//! Deterministic scenarios driven through `GameServer` with in-memory
//! connections.

use std::collections::BTreeSet;

use actorsync_client::{GameClient, MirrorBehavior};
use actorsync_server::{demo::DemoGame, GameServer, SessionError};
use actorsync_shared::{
    config::EngineConfig,
    protocol::{ActorId, MsgType, ServerMsg, SessionId},
    transport::MemoryConnection,
};
use actorsync_tests::{init_tracing, kinds, test_server, WireChecker};
use serde_json::json;

struct Plain;

impl MirrorBehavior for Plain {}

#[test]
fn scenario_a_client_dead_reckons_between_updates() {
    let conn = MemoryConnection::new();
    let mut client = GameClient::new(&EngineConfig::default(), (), conn.boxed()).unwrap();
    client.mirror_mut().register_class("mover", || Box::new(Plain));

    client.handle_frame("1,1,50,{}", 0).unwrap();
    assert_eq!(client.interpolator().steps(), 4);
    client
        .handle_frame("4,[[1,0.0,0.0,8.0,0.0,\"mover\"]]", 0)
        .unwrap();

    let mut xs = Vec::new();
    for t in [0, 10, 20, 30] {
        client.tick(t);
        xs.push(client.mirror().get(ActorId(1)).unwrap().x);
    }
    assert_eq!(xs, vec![2.0, 4.0, 6.0, 8.0]);

    // The next network update snaps the mirror back to the server position.
    client
        .handle_frame("6,[[1,8.0,0.0,8.0,0.0]]", 40)
        .unwrap();
    assert_eq!(client.mirror().get(ActorId(1)).unwrap().x, 8.0);
}

#[test]
fn scenario_b_late_joiner_gets_init_for_visible_actors_only() {
    init_tracing();
    let mut server = test_server(|_| {});
    let a = MemoryConnection::new();
    let sa = server.accept(a.boxed()).unwrap();

    let registry = &mut server.state_mut().registry;
    let r1 = registry.create("rock", json!(null)).unwrap();
    let r2 = registry.create("rock", json!(null)).unwrap();
    let r3 = registry.create("rock", json!(null)).unwrap();
    assert!(registry.set_visibility(r3, [sa]));
    server.tick(0);

    let b = MemoryConnection::new();
    let sb = server.accept(b.boxed()).unwrap();
    server.tick(50);

    let frames = b.take_frames();
    assert_eq!(
        frames,
        vec![
            format!("1,{},50,{{}}", sb.0),
            "4,[[1,0.0,0.0,0.0,0.0,\"rock\"]],[[2,0.0,0.0,0.0,0.0,\"rock\"]]".to_string(),
        ]
    );
    match ServerMsg::decode(&frames[1]).unwrap() {
        ServerMsg::ActorsInit(init) => {
            let ids: Vec<ActorId> = init.iter().map(|f| f.id).collect();
            assert_eq!(ids, vec![r1, r2]);
        }
        other => panic!("expected INIT, got {other:?}"),
    }

    // The first session saw all three created in one batch.
    let a_frames = a.take_frames();
    assert_eq!(kinds(&a_frames), vec![MsgType::GameStart, MsgType::ActorsCreate]);
    match ServerMsg::decode(&a_frames[1]).unwrap() {
        ServerMsg::ActorsCreate(created) => assert_eq!(created.len(), 3),
        other => panic!("expected CREATE, got {other:?}"),
    }
}

#[test]
fn scenario_c_losing_visibility_sends_one_remove() {
    let mut server = test_server(|_| {});
    let a = MemoryConnection::new();
    let b = MemoryConnection::new();
    let sa = server.accept(a.boxed()).unwrap();
    let sb = server.accept(b.boxed()).unwrap();
    let id = server
        .state_mut()
        .registry
        .create("mover", json!({"mx": 1.0}))
        .unwrap();
    server.tick(0);
    a.take_frames();
    b.take_frames();

    server.state_mut().registry.set_visibility(id, [sb]);
    server.tick(50);
    server.tick(100);
    assert_eq!(a.take_frames(), vec!["7,[1]".to_string()]);
    assert!(b.take_frames().is_empty());
    assert!(!server.state().sessions().get(sa).unwrap().knows(id));

    server.state_mut().registry.destroy(id);
    server.tick(150);
    assert!(a.take_frames().is_empty());
    assert_eq!(b.take_frames(), vec!["8,[1,3.0,0.0]".to_string()]);
}

#[test]
fn scenario_d_connection_over_the_cap_is_refused() {
    let mut server = test_server(|cfg| cfg.max_clients = 1);
    let a = MemoryConnection::new();
    let sa = server.accept(a.boxed()).unwrap();

    let b = MemoryConnection::new();
    assert!(matches!(
        server.accept(b.boxed()),
        Err(SessionError::Full { max: 1 })
    ));
    assert!(b.is_closed());
    assert!(b.frames().is_empty());
    assert_eq!(server.state().client_count(), 1);

    // A freed slot can be reused, with a fresh id.
    server.disconnect(sa);
    let c = MemoryConnection::new();
    let sc = server.accept(c.boxed()).unwrap();
    assert!(sc > sa);
}

#[test]
fn oversized_message_closes_without_side_effects() {
    let mut server = test_server(|cfg| cfg.max_message_len = 128);
    let a = MemoryConnection::new();
    let b = MemoryConnection::new();
    let sa = server.accept(a.boxed()).unwrap();
    let sb = server.accept(b.boxed()).unwrap();
    server.state_mut().registry.create("rock", json!(null)).unwrap();
    server.tick(0);

    let at_limit = format!("{{k:\"{}\"}}", "x".repeat(122));
    assert_eq!(at_limit.chars().count(), 128);
    server.handle_frame(sa, &at_limit).unwrap();
    assert!(!a.is_closed());

    let over = format!("{{k:\"{}\"}}", "x".repeat(123));
    assert!(server.handle_frame(sb, &over).is_err());
    assert!(b.is_closed());
    assert_eq!(server.state().client_count(), 1);
    assert_eq!(server.state().registry.actor_count(), 1);
    assert!(server.state().sessions().get(sa).is_some());
}

#[test]
fn destroying_twice_sends_one_destroy_per_session() {
    let mut server = test_server(|_| {});
    let conns: Vec<MemoryConnection> = (0..3).map(|_| MemoryConnection::new()).collect();
    for c in &conns {
        server.accept(c.boxed()).unwrap();
    }
    let id = server.state_mut().registry.create("rock", json!(null)).unwrap();
    server.tick(0);
    for c in &conns {
        c.take_frames();
    }

    assert!(server.state_mut().registry.destroy(id));
    assert!(!server.state_mut().registry.destroy(id));
    server.tick(50);
    assert!(!server.state_mut().registry.destroy(id));
    server.tick(100);

    for c in &conns {
        assert_eq!(c.take_frames(), vec!["8,[1,0.0,0.0]".to_string()]);
    }
}

#[test]
fn actor_created_and_destroyed_in_one_step_is_never_sent() {
    let mut server = test_server(|_| {});
    let a = MemoryConnection::new();
    server.accept(a.boxed()).unwrap();
    a.take_frames();

    let id = server.state_mut().registry.create("rock", json!(null)).unwrap();
    server.state_mut().registry.destroy(id);
    server.tick(0);
    assert!(a.take_frames().is_empty());
    assert!(!server.state().registry.contains(id));
}

#[test]
fn serialize_failure_destroys_only_that_actor() {
    let mut server = test_server(|_| {});
    let a = MemoryConnection::new();
    server.accept(a.boxed()).unwrap();
    a.take_frames();

    let bad = server.state_mut().registry.create("broken", json!(null)).unwrap();
    let good = server.state_mut().registry.create("rock", json!(null)).unwrap();
    server.tick(0);

    let frames = a.take_frames();
    assert_eq!(frames, vec!["5,[[2,0.0,0.0,0.0,0.0,\"rock\"]]".to_string()]);
    assert!(!server.state().registry.contains(bad));
    assert!(server.state().registry.contains(good));
    assert_eq!(server.state().registry.actor_count(), 1);
}

#[test]
fn events_follow_introduction_and_respect_visibility() {
    let mut server = test_server(|_| {});
    let a = MemoryConnection::new();
    let b = MemoryConnection::new();
    let sa = server.accept(a.boxed()).unwrap();
    server.accept(b.boxed()).unwrap();
    a.take_frames();
    b.take_frames();

    let id = server.state_mut().registry.create("pinger", json!(null)).unwrap();
    server.state_mut().registry.set_visibility(id, [sa]);
    server.tick(0);

    assert_eq!(
        a.take_frames(),
        vec![
            "5,[[1,0.0,0.0,0.0,0.0,\"pinger\"]]".to_string(),
            "9,1,\"ping\"".to_string(),
        ]
    );
    assert!(b.take_frames().is_empty());

    server.state_mut().registry.destroy(id);
    server.tick(50);
    assert_eq!(kinds(&a.take_frames()), vec![MsgType::ActorsDestroy]);
}

#[test]
fn shared_fields_are_broadcast_once_per_change() {
    let mut server = test_server(|_| {});
    let a = MemoryConnection::new();
    server.accept(a.boxed()).unwrap();
    a.take_frames();

    server.state_mut().fields.set("round", json!(1));
    server.state_mut().fields.set_item("scores", "s1", json!(10));
    server.tick(0);
    server.tick(50);
    assert_eq!(
        a.take_frames(),
        vec!["2,{round:1,scores:{s1:10}}".to_string()]
    );

    server.state_mut().fields.set_quiet("round", json!(2));
    server.tick(100);
    assert!(a.take_frames().is_empty());
}

#[test]
fn known_sets_match_the_wire() {
    let mut server = test_server(|_| {});
    let a = MemoryConnection::new();
    let sa = server.accept(a.boxed()).unwrap();
    let mut checker = WireChecker::new();

    let ids: Vec<ActorId> = (0..4)
        .map(|i| {
            server
                .state_mut()
                .registry
                .create("mover", json!({"mx": i}))
                .unwrap()
        })
        .collect();
    server.tick(0);
    server.state_mut().registry.set_visibility(ids[0], [SessionId(99)]);
    server.state_mut().registry.destroy(ids[1]);
    server.state_mut().registry.get_mut(ids[2]).unwrap().set_velocity(5.0, 5.0);
    server.tick(50);
    server.state_mut().registry.set_visibility(ids[0], Vec::<SessionId>::new());
    server.tick(100);

    checker.feed_all(&a.take_frames());
    assert!(checker.violations().is_empty(), "{:?}", checker.violations());
    let known: BTreeSet<ActorId> =
        server.state().sessions().get(sa).unwrap().known_actors().collect();
    assert_eq!(&known, checker.known());
    assert_eq!(known.into_iter().collect::<Vec<_>>(), vec![ids[0], ids[2], ids[3]]);
}

#[test]
fn owner_dropped_at_flush_still_destroys_its_ball_for_others() {
    init_tracing();
    let mut server = GameServer::new(EngineConfig::default(), DemoGame::new()).unwrap();
    server.start(0).unwrap();
    let a = MemoryConnection::new();
    let b = MemoryConnection::new();
    let sa = server.accept(a.boxed()).unwrap();
    let sb = server.accept(b.boxed()).unwrap();
    server.tick(0);

    let ball_a = server.handler().ball_of(sa).unwrap();
    let ball_b = server.handler().ball_of(sb).unwrap();
    let mut checker = WireChecker::new();
    checker.feed_all(&b.take_frames());
    assert!(checker.known().contains(&ball_a));

    a.fail_sends(true);
    server.state_mut().registry.get_mut(ball_a).unwrap().mark_updated();
    server.tick(50);
    assert!(server.state().sessions().get(sa).is_none());
    server.tick(100);
    server.tick(150);

    let frames = b.take_frames();
    checker.feed_all(&frames);
    assert!(checker.violations().is_empty(), "{:?}", checker.violations());
    assert!(kinds(&frames).contains(&MsgType::ActorsDestroy));
    assert!(!server.state().registry.contains(ball_a));

    let known: BTreeSet<ActorId> = server.state().sessions().get(sb).unwrap().known_actors().collect();
    assert_eq!(&known, checker.known());
    assert_eq!(known, BTreeSet::from([ball_b]));
}

#[test]
fn non_finite_actor_is_destroyed_without_spoiling_its_batch() {
    let mut server = test_server(|_| {});
    let a = MemoryConnection::new();
    server.accept(a.boxed()).unwrap();

    let bad = server.state_mut().registry.create("rock", json!(null)).unwrap();
    let good = server.state_mut().registry.create("rock", json!(null)).unwrap();
    server.state_mut().registry.get_mut(bad).unwrap().x = f64::NAN;
    server.tick(0);

    let frames = a.take_frames();
    assert_eq!(frames[1], "5,[[2,0.0,0.0,0.0,0.0,\"rock\"]]");
    assert!(!server.state().registry.contains(bad));

    let mut client = GameClient::new(&EngineConfig::default(), (), MemoryConnection::new().boxed()).unwrap();
    client.mirror_mut().register_class("rock", || Box::new(Plain));
    for f in &frames {
        client.handle_frame(f, 0).unwrap();
    }
    assert!(client.mirror().contains(good));

    // An introduced actor going non-finite is destroyed with a decodable record.
    server.state_mut().registry.get_mut(good).unwrap().y = f64::INFINITY;
    server.tick(50);
    let frames = a.take_frames();
    assert_eq!(frames, vec!["8,[2,0.0,0.0]".to_string()]);
    client.handle_frame(&frames[0], 50).unwrap();
    assert!(client.mirror().is_empty());
    assert_eq!(server.state().registry.actor_count(), 0);
}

▬▬▬▬▬▬▬▬▬▬

● AIM OF THE TASK:
Please tally the lines of the listing that include the string "pinger". Give the total alone.

● REPLY TO THE TASK:
2